Tandis que lorsqu’on assiste à ce que nous avons appelé « cohabitation », le régime voit se révéler et s’imposer ses caractéristiques « parlementaristes », et connaît une prévalence parlementaire, avec un gouvernement de la majorité parlementaire dont la composition échappe au Président, sauf une certaine révérence qui lui est faite quand la majorité parlementaire évitera de lui imposer des ministres « incompatibles » avec lui, sans possibilité d’y faire introduire même le moindre demi-ministre, sans possibilité de réaliser et encore moins imposer ses promesses de campagne électorale, tandis que le programme appliqué est celui de la majorité parlementaire, l’existence et le maintien des membres du gouvernements ne dépendant pas de lui, non seulement juridiquement parce qu’il ne peut les révoquer, mais même politiquement dans la mesure où il ne peut unilatéralement influencer, etc. Même en France où, on l’a vu, le Président procède discrétionnairement au choix du Premier ministre et du gouvernement, le président de la Cohabitation ne peut rien faire d’autre, malgré tout, alors que la constitution ne l’y oblige pas, que nommer un Premier ministre issu de la majorité parlementaire, Mitterrand ayant d’ailleurs dans un premier temps nommé E. Balladur qui n’était pas le chef de la majorité parlementaire« gaulliste », mais il fut contraint par les conditions politiques d’appeler J. Chirac, chef de la majorité.
Le Président ne peut y jouer que le rôle de « arbitre » dans le sens de notre article 68 de la Constitution et de l’article de la constitution française.
La France a connu trois fois ce système, deux sous la présidence Mitterrand, successivement avec E. Balladur et avec J. Chirac comme Premier ministre et une fois sous la présidence Chirac, avec L. Jospin comme Premier ministre.

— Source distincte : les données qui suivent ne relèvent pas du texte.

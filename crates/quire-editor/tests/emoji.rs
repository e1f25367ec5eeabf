mod common;

use common::*;
use quire_editor::EditorError;
use quire_model::{AttrValue, GrammarViolation, attrs};

fn names(editor: &quire_editor::Editor) -> Vec<String> {
    let block = editor.doc().child(0);
    (0..block.child_count())
        .map(|i| {
            let child = block.child(i);
            match child.attr("name").and_then(AttrValue::as_str) {
                Some(name) => format!("{}({name})", child.type_name()),
                None => child.type_name().to_owned(),
            }
        })
        .collect()
}

#[test]
fn test_shortcodes_parse_to_emoji_nodes() {
    let editor = editor("Hi :wave: there :+1:");
    assert_eq!(names(&editor), ["text", "emoji(wave)", "text", "emoji(+1)"]);
    assert_eq!(editor.to_markdown(), "Hi :wave: there :+1:");
}

#[test]
fn test_unknown_shortcodes_stay_text() {
    let editor = editor("a :notanemoji: b");
    assert_eq!(names(&editor), ["text"]);
    assert_eq!(editor.doc().text_content(), "a :notanemoji: b");
    assert_eq!(editor.to_markdown(), r"a \:notanemoji: b");
}

#[test]
fn test_text_next_to_emoji_keeps_its_colon() {
    let editor = editor(r"x\:b:tada:");
    assert_eq!(names(&editor), ["text", "emoji(tada)"]);
    assert_eq!(editor.doc().text_content(), "x:b");
    let md = editor.to_markdown();
    assert_eq!(md, r"x\:b:tada:");
    let again = quire_editor::Editor::from_markdown(COMPOSITION.clone(), &md).unwrap();
    assert_eq!(again.doc(), editor.doc());
}

#[test]
fn test_emoji_in_headings_and_marks() {
    let editor = editor("## Launch :rocket:\n\n**:fire: hot**");
    let heading = editor.doc().child(0);
    assert_eq!(heading.child(1).type_name(), "emoji");
    let fire = editor.doc().child(1).child(0);
    assert_eq!(fire.type_name(), "emoji");
    assert_eq!(fire.marks().len(), 1);
    assert_eq!(editor.to_markdown(), "## Launch :rocket:\n\n**:fire: hot**");
}

#[test]
fn test_shortcodes_in_code_are_literal() {
    let editor = editor("`:wave:`\n\n```\n:wave:\n```");
    assert_eq!(names(&editor), ["text"]);
    assert_eq!(editor.to_markdown(), "`:wave:`\n\n```\n:wave:\n```");
}

#[test]
fn test_typing_a_shortcode() {
    let mut editor = empty_editor();
    type_text(&mut editor, "ok :smile: and :nope: x");
    assert_eq!(names(&editor), ["text", "emoji(smile)", "text"]);
    assert_eq!(editor.doc().child(0).child(2).text_content(), " and :nope: x");
}

#[test]
fn test_emoji_command() {
    let mut editor = editor("ab");
    cursor_after(&mut editor, "a");
    assert!(editor.invoke("emoji", &attrs([("name", "sparkles")])).unwrap());
    assert_eq!(editor.to_markdown(), "a:sparkles:b");

    let err = editor.invoke("emoji", &attrs([("name", "no such")])).unwrap_err();
    assert!(matches!(
        err,
        EditorError::Grammar(GrammarViolation::InvalidAttr { ref attr, .. }) if attr == "name"
    ));
}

Dans son « Les leçons du pouvoir », l’ancien président français François Hollande, explique très bien ce fonctionnement où le président est affaibli par cette divergence des majorités tandis que le Premier ministre voit se révéler son rôle de chef du gouvernement et de la majorité parlementaire, le Président « réduit à un rôle d’arbitre ou, au pire, de spectateur engagé ». Mitterrand s’étant même plaint de n’être plus qu’une machine à signer les ordonnances conçues par le gouvernement de la majorité parlementaire. Tandis que toute la doctrine française du droit constitutionnel, depuis qu’est apparu ce phénomène de cohabitation, enseigne largement ces situations (voir tous les ouvrages français de droit constitutionnel) ; c’est à se demander à quoi se nourrissent les « spécialistes » de chez-nous.
Ainsi, l’influence du Président de la République ou du Premier ministre dans le fonctionnement des institutions politiques et administratives mises en place par la constitution du 18 février 2006 dépend grandement des rapports que le Président de la République a avec la majorité parlementaire selon qu’ils sont de la même famille politique ou non.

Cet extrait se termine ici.